To perfect the execution, you need to determine the optimal operating point…
I am a strong believer in the six themes outlined above, but there are four major issues that every company needs to address:
- The larger the market, the better the strategy works. Companies that sell to consumers and the universe of small/midsized businesses will have a better outcome than companies that only have a few hundred (or fewer) possible customers.
- Each company needs to find its optimal “operating point.” The best way to think about this is that each of the six elements above have knobs controlling them that company management can rotate to set the “level” for each element. The optimal set point for each element has to do with how sensitive user response is to that element (this gets more complex when you build in the issue of path dependent outcomes, which I won’t cover here). The ultimate goal is to have the right set points for each of the knobs. The core assumption that needs to be tested is that you can improve your results by decrease sales and marketing resources, increase resources spent on the product, and reducing the price (or eliminating it for a period of time).
- Once you set your initial operating point, it is easier to move away from the singularity than toward it. That is, it is easier to move from a simple product to a complex product than a complex product to a simple product and it is easier to add sales and marketing activities and expenses than it is to subtract them! As an example of an extreme starting point, the concepts around Web 2.0 are essentially the extreme version of the strategy aimed at consumers. (I particularly liked Charles O’Donnell’s posting “10 Steps to a Hugely Successful Web 2.0 Company” as an example of the web 2.0 themes). In my view this is a great starting point for these types of companies, as it is the extreme from which to start turning the dials to tune in the optimal operating point.

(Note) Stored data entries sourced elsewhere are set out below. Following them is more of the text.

use serde::{Deserialize, Serialize};

use lotofacil_db::models::{format_dezena, DrawRecord, UNIVERSE_SIZE};

/// Écarts (en numéros de concours) entre apparitions consécutives d'un numéro.
#[derive(Debug, Clone, PartialEq, Serialize, Deserialize)]
pub struct GapStat {
    pub number: String,
    pub avg_gap: f64,
    pub median_gap: f64,
    pub min_gap: u32,
    pub max_gap: u32,
    /// `len(gaps) + 1` si le numéro est apparu au moins une fois, sinon 0.
    pub total_appearances: u32,
}

/// Listes d'écarts par numéro (index 0 = numéro 01), plus un indicateur
/// « déjà vu » par numéro. Les tirages sans concours ou sans dezenas sont ignorés.
pub fn gap_lists(draws: &[DrawRecord]) -> (Vec<Vec<u32>>, Vec<bool>) {
    let mut ordered: Vec<(u32, &DrawRecord)> = Vec::with_capacity(draws.len());
    for draw in draws {
        match (draw.contest_number, &draw.dezenas) {
            (Some(contest), Some(_)) => ordered.push((contest, draw)),
            _ => tracing::warn!(
                contest = ?draw.contest_number,
                has_dezenas = draw.dezenas.is_some(),
                "tirage sans dezenas ou sans concours ignoré"
            ),
        }
    }
    ordered.sort_by_key(|(contest, _)| *contest);

    let size = UNIVERSE_SIZE as usize;
    let mut last_seen: Vec<Option<u32>> = vec![None; size];
    let mut gaps: Vec<Vec<u32>> = vec![Vec::new(); size];

    for (contest, draw) in ordered {
        for n in 1..=UNIVERSE_SIZE {
            if !draw.contains(n) {
                continue;
            }
            let idx = (n - 1) as usize;
            if let Some(prev) = last_seen[idx] {
                gaps[idx].push(contest - prev);
            }
            last_seen[idx] = Some(contest);
        }
    }

    let seen = last_seen.iter().map(Option::is_some).collect();
    (gaps, seen)
}

/// Arrondi à deux décimales, demi au pair (2.125 → 2.12).
fn round2(x: f64) -> f64 {
    (x * 100.0).round_ties_even() / 100.0
}

fn median(values: &[u32]) -> f64 {
    if values.is_empty() {
        return 0.0;
    }
    let mut sorted = values.to_vec();
    sorted.sort_unstable();
    let mid = sorted.len() / 2;
    if sorted.len() % 2 == 1 {
        sorted[mid] as f64
    } else {
        (sorted[mid - 1] as f64 + sorted[mid] as f64) / 2.0
    }
}

/// Statistiques d'écart pour les 25 numéros, triées par écart moyen croissant :
/// les numéros qui « reviennent vite » apparaissent en premier.
pub fn calculate_average_gap(draws: &[DrawRecord]) -> Vec<GapStat> {
    let (gaps, seen) = gap_lists(draws);

    let mut stats: Vec<GapStat> = (1..=UNIVERSE_SIZE)
        .map(|n| {
            let idx = (n - 1) as usize;
            let list = &gaps[idx];
            let avg_gap = if list.is_empty() {
                0.0
            } else {
                round2(list.iter().map(|&g| g as f64).sum::<f64>() / list.len() as f64)
            };
            GapStat {
                number: format_dezena(n),
                avg_gap,
                median_gap: median(list),
                min_gap: list.iter().copied().min().unwrap_or(0),
                max_gap: list.iter().copied().max().unwrap_or(0),
                total_appearances: if seen[idx] { list.len() as u32 + 1 } else { 0 },
            }
        })
        .collect();

    stats.sort_by(|a, b| a.avg_gap.partial_cmp(&b.avg_gap).unwrap_or(std::cmp::Ordering::Equal));
    stats
}

#[cfg(test)]
mod tests {
    use super::*;
    use crate::make_test_draws;

    fn stat_for<'a>(stats: &'a [GapStat], number: &str) -> &'a GapStat {
        stats.iter().find(|s| s.number == number).unwrap()
    }

    #[test]
    fn test_single_gap() {
        let draws = vec![DrawRecord::new(105, &[5]), DrawRecord::new(100, &[5])];
        let stats = calculate_average_gap(&draws);
        let s = stat_for(&stats, "05");
        assert_eq!(s.avg_gap, 5.0);
        assert_eq!(s.median_gap, 5.0);
        assert_eq!(s.min_gap, 5);
        assert_eq!(s.max_gap, 5);
        assert_eq!(s.total_appearances, 2);

        let (gaps, _) = gap_lists(&draws);
        assert_eq!(gaps[4], vec![5]);
    }

    #[test]
    fn test_missing_dezenas_skipped() {
        let mut broken = DrawRecord::new(103, &[]);
        broken.dezenas = None;
        let draws = vec![DrawRecord::new(100, &[5]), broken, DrawRecord::new(105, &[5])];
        let (gaps, _) = gap_lists(&draws);
        assert_eq!(gaps[4], vec![5]);
    }

    #[test]
    fn test_missing_contest_skipped() {
        let mut broken = DrawRecord::new(0, &[5]);
        broken.contest_number = None;
        let draws = vec![DrawRecord::new(100, &[5]), broken, DrawRecord::new(110, &[5])];
        let (gaps, _) = gap_lists(&draws);
        assert_eq!(gaps[4], vec![10]);
    }

    #[test]
    fn test_never_seen_and_seen_once() {
        let draws = vec![DrawRecord::new(1, &[1])];
        let stats = calculate_average_gap(&draws);

        let once = stat_for(&stats, "01");
        assert_eq!(once.avg_gap, 0.0);
        assert_eq!(once.total_appearances, 1);

        let never = stat_for(&stats, "02");
        assert_eq!(never.avg_gap, 0.0);
        assert_eq!(never.median_gap, 0.0);
        assert_eq!(never.total_appearances, 0);
    }

    #[test]
    fn test_gap_list_length_matches_appearances() {
        let draws = make_test_draws(60);
        let (gaps, _) = gap_lists(&draws);
        for n in 1..=25u8 {
            let appearances = draws.iter().filter(|d| d.contains(n)).count();
            assert_eq!(gaps[(n - 1) as usize].len(), appearances.saturating_sub(1));
        }
    }

    #[test]
    fn test_avg_rounded_and_even_median() {
        // écarts [1, 2, 4] puis [1, 2] : moyennes 2.33 et 1.5
        let draws = vec![
            DrawRecord::new(1, &[1, 2]),
            DrawRecord::new(2, &[1, 2]),
            DrawRecord::new(4, &[1, 2]),
            DrawRecord::new(8, &[1]),
        ];
        let stats = calculate_average_gap(&draws);
        let one = stat_for(&stats, "01");
        assert_eq!(one.avg_gap, 2.33);
        assert_eq!(one.median_gap, 2.0);
        assert_eq!(one.min_gap, 1);
        assert_eq!(one.max_gap, 4);

        let two = stat_for(&stats, "02");
        assert_eq!(two.avg_gap, 1.5);
        assert_eq!(two.median_gap, 1.5);
    }

    #[test]
    fn test_avg_half_rounds_to_even() {
        // écarts [2, 2, 2, 2, 2, 2, 2, 3] : moyenne exacte 2.125
        let draws: Vec<DrawRecord> = [1, 3, 5, 7, 9, 11, 13, 15, 18]
            .iter()
            .map(|&c| DrawRecord::new(c, &[1]))
            .collect();
        let stats = calculate_average_gap(&draws);
        let one = stat_for(&stats, "01");
        assert_eq!(one.avg_gap, 2.12);
        assert_eq!(one.median_gap, 2.0);
        assert_eq!(one.total_appearances, 9);
    }

    #[test]
    fn test_sorted_by_avg_gap() {
        let stats = calculate_average_gap(&make_test_draws(50));
        assert_eq!(stats.len(), 25);
        assert!(stats.windows(2).all(|w| w[0].avg_gap <= w[1].avg_gap));
    }

    #[test]
    fn test_idempotent() {
        let draws = make_test_draws(30);
        assert_eq!(calculate_average_gap(&draws), calculate_average_gap(&draws));
    }
}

- You can use this strategy against your competitors (and they can use it against you). Some people say that Google is out-Microsofting Microsoft. Essentially, the point is that Google has set its operating point closer to the singularity and it will be difficult for Microsoft to respond (harder to move toward the singularity!)…It will be interesting to see what happens. It will also be interesting to see if someone eventually out-Googles Google (perhaps Microsoft?)!
I have seen these themes in place in companies selling to consumers, small businesses, and large enterprises in all areas of information technology (infrastructure, applications, software as a service, etc.) and entertainment (particularly gaming). The strategy can be deployed in different forms at different operating points by every company selling to any customer segment (so long as it is a large enough segment!)…All you need to do is focus on aiming toward the economic singularity (also, make sure that you start closer to it than your competitors do)!